Your goal:
In the listing below, which lines contain the string "Some"? Copy them all.

****************

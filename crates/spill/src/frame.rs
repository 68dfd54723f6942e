//! # Spill file format
//!
//! A spill file is a sequence of frames with nothing before, between, or
//! after them.  Each frame encodes one [Buffer] as an 8-byte [FrameHeader]
//! followed immediately by the buffer's payload bytes.  The header carries
//! the payload length, so a file can be scanned from the start with
//! [skip_frame] or entered at any frame offset with [read_frame_at].
//!
//! The header is serialized with [`mod@binrw`] in little-endian byte order:
//!
//! | bytes  | field       | contents                                        |
//! |--------|-------------|-------------------------------------------------|
//! | 0..2   | `data_type` | [DataType] tag                                  |
//! | 2..4   | `flags`     | [FLAG_COMPRESSED] and [FLAG_EVENT]               |
//! | 4..8   | `length`    | payload length, at most [MAX_PAYLOAD_LENGTH]    |
//!
//! Changing this layout breaks every existing spill file.

use std::io::{Cursor, ErrorKind, IoSlice, Read, Seek, SeekFrom, Write};
use std::sync::Arc;

use binrw::{binrw, BinRead, BinWrite};

use crate::buffer::{Buffer, BufferRecycler, DataType, MemorySegment};
use crate::error::FrameError;

/// Length of a frame header in bytes.
pub const HEADER_LENGTH: usize = 8;

/// Largest payload a frame can carry.
pub const MAX_PAYLOAD_LENGTH: usize = i32::MAX as usize;

/// Header flag: the payload is compressed.
pub const FLAG_COMPRESSED: u16 = 1 << 0;

/// Header flag: the payload is an event.  Redundant with the data type, which
/// lets readers reject headers that were not written by a frame encoder.
pub const FLAG_EVENT: u16 = 1 << 1;

const KNOWN_FLAGS: u16 = FLAG_COMPRESSED | FLAG_EVENT;

#[binrw]
#[brw(little)]
struct RawFrameHeader {
    data_type: u16,
    flags: u16,
    length: u32,
}

/// Decoded frame header.
#[derive(Copy, Clone, Debug, PartialEq, Eq)]
pub struct FrameHeader {
    pub data_type: DataType,
    pub compressed: bool,
    /// Payload length in bytes.
    pub length: usize,
}

impl FrameHeader {
    /// Returns the header for `buffer`.
    pub fn for_buffer(buffer: &Buffer) -> Result<Self, FrameError> {
        let length = buffer.readable_bytes();
        if length > MAX_PAYLOAD_LENGTH {
            return Err(FrameError::LengthOverflow(length as u64));
        }
        Ok(Self {
            data_type: buffer.data_type(),
            compressed: buffer.is_compressed(),
            length,
        })
    }

    /// Total length of the frame, header included.
    pub fn frame_len(&self) -> u64 {
        (HEADER_LENGTH + self.length) as u64
    }

    pub fn to_bytes(&self) -> Result<[u8; HEADER_LENGTH], FrameError> {
        let mut flags = 0;
        if self.compressed {
            flags |= FLAG_COMPRESSED;
        }
        if self.data_type.is_event() {
            flags |= FLAG_EVENT;
        }
        let raw = RawFrameHeader {
            data_type: self.data_type.tag(),
            flags,
            length: self.length as u32,
        };

        let mut bytes = [0; HEADER_LENGTH];
        raw.write(&mut Cursor::new(&mut bytes[..]))
            .map_err(binrw_error)?;
        Ok(bytes)
    }

    pub fn from_bytes(bytes: &[u8; HEADER_LENGTH]) -> Result<Self, FrameError> {
        let raw = RawFrameHeader::read(&mut Cursor::new(&bytes[..]))
            .map_err(|_| FrameError::TruncatedHeader)?;

        let data_type = DataType::try_from(raw.data_type)?;
        if raw.flags & !KNOWN_FLAGS != 0 {
            return Err(FrameError::InvalidFlags(raw.flags));
        }
        if (raw.flags & FLAG_EVENT != 0) != data_type.is_event() {
            return Err(FrameError::EventFlagMismatch);
        }
        if raw.length as usize > MAX_PAYLOAD_LENGTH {
            return Err(FrameError::LengthOverflow(raw.length as u64));
        }
        Ok(Self {
            data_type,
            compressed: raw.flags & FLAG_COMPRESSED != 0,
            length: raw.length as usize,
        })
    }
}

fn binrw_error(error: binrw::Error) -> FrameError {
    match error {
        binrw::Error::Io(error) => error.into(),
        _ => FrameError::Io(ErrorKind::InvalidData),
    }
}

/// A buffer encoded as a frame.  The payload is borrowed from the buffer, not
/// copied.
#[derive(Debug)]
pub struct EncodedFrame<'a> {
    header: [u8; HEADER_LENGTH],
    payload: &'a [u8],
}

impl<'a> EncodedFrame<'a> {
    pub fn header(&self) -> &[u8; HEADER_LENGTH] {
        &self.header
    }

    pub fn payload(&self) -> &'a [u8] {
        self.payload
    }

    /// Total length of the frame, header included.
    pub fn len(&self) -> u64 {
        (HEADER_LENGTH + self.payload.len()) as u64
    }

    /// Slices for a gathering write of the whole frame.
    pub fn io_slices(&self) -> [IoSlice<'_>; 2] {
        [IoSlice::new(&self.header), IoSlice::new(self.payload)]
    }

    /// Copies the frame into one contiguous vector.
    pub fn to_vec(&self) -> Vec<u8> {
        let mut bytes = Vec::with_capacity(self.len() as usize);
        bytes.extend_from_slice(&self.header);
        bytes.extend_from_slice(self.payload);
        bytes
    }
}

/// Encodes `buffer` as a frame.
pub fn encode(buffer: &Buffer) -> Result<EncodedFrame<'_>, FrameError> {
    let header = FrameHeader::for_buffer(buffer)?;
    Ok(EncodedFrame {
        header: header.to_bytes()?,
        payload: buffer.readable(),
    })
}

/// Writes `buffer` as one frame to `writer` and returns the number of bytes
/// written.
pub fn write_frame<W>(writer: &mut W, buffer: &Buffer) -> Result<u64, FrameError>
where
    W: Write + ?Sized,
{
    let frame = encode(buffer)?;
    writer.write_all(frame.header())?;
    writer.write_all(frame.payload())?;
    Ok(frame.len())
}

/// Reads a frame header from `reader`.
///
/// Returns `None` if `reader` is at end of input.  End of input partway
/// through the header is [FrameError::TruncatedHeader].
pub fn read_header<R>(reader: &mut R) -> Result<Option<FrameHeader>, FrameError>
where
    R: Read + ?Sized,
{
    let mut bytes = [0; HEADER_LENGTH];
    let mut n = 0;
    while n < HEADER_LENGTH {
        match reader.read(&mut bytes[n..]) {
            Ok(0) if n == 0 => return Ok(None),
            Ok(0) => return Err(FrameError::TruncatedHeader),
            Ok(count) => n += count,
            Err(error) if error.kind() == ErrorKind::Interrupted => (),
            Err(error) => return Err(error.into()),
        }
    }
    FrameHeader::from_bytes(&bytes).map(Some)
}

/// Reads the next frame from `reader` into `segment`.
///
/// Returns `None` at end of input.  On success the segment belongs to the
/// returned buffer, which hands it to `recycler` when released; in every
/// other case the segment goes straight back to `recycler`.
pub fn read_frame<R>(
    reader: &mut R,
    mut segment: MemorySegment,
    recycler: Arc<dyn BufferRecycler>,
) -> Result<Option<Buffer>, FrameError>
where
    R: Read + ?Sized,
{
    let header = match read_header(reader) {
        Ok(Some(header)) => header,
        Ok(None) => {
            recycler.recycle(segment);
            return Ok(None);
        }
        Err(error) => {
            recycler.recycle(segment);
            return Err(error);
        }
    };

    if header.length > segment.capacity() {
        let capacity = segment.capacity();
        recycler.recycle(segment);
        return Err(FrameError::SizeMismatch {
            length: header.length,
            capacity,
        });
    }
    if let Err(error) = reader.read_exact(&mut segment.as_mut_slice()[..header.length]) {
        recycler.recycle(segment);
        return Err(error.into());
    }

    let mut buffer = Buffer::new(segment, recycler, header.data_type, header.length)?;
    buffer.set_compressed(header.compressed);
    Ok(Some(buffer))
}

/// Reads the frame that starts at byte `offset` of `reader`.
///
/// Unlike [read_frame], end of input at `offset` is an error, since the
/// caller expects a frame there.
pub fn read_frame_at<R>(
    reader: &mut R,
    offset: u64,
    segment: MemorySegment,
    recycler: Arc<dyn BufferRecycler>,
) -> Result<Buffer, FrameError>
where
    R: Read + Seek + ?Sized,
{
    if let Err(error) = reader.seek(SeekFrom::Start(offset)) {
        recycler.recycle(segment);
        return Err(error.into());
    }
    read_frame(reader, segment, recycler)?.ok_or(FrameError::Io(ErrorKind::UnexpectedEof))
}

/// Skips over the next frame in `reader` and returns its header, or `None`
/// at end of input.
pub fn skip_frame<R>(reader: &mut R) -> Result<Option<FrameHeader>, FrameError>
where
    R: Read + Seek + ?Sized,
{
    let Some(header) = read_header(reader)? else {
        return Ok(None);
    };
    reader.seek(SeekFrom::Current(header.length as i64))?;
    Ok(Some(header))
}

****************

Task response:
    FrameHeader::from_bytes(&bytes).map(Some)
        Ok(Some(header)) => header,
    Ok(Some(buffer))
    let Some(header) = read_header(reader)? else {
    Ok(Some(header))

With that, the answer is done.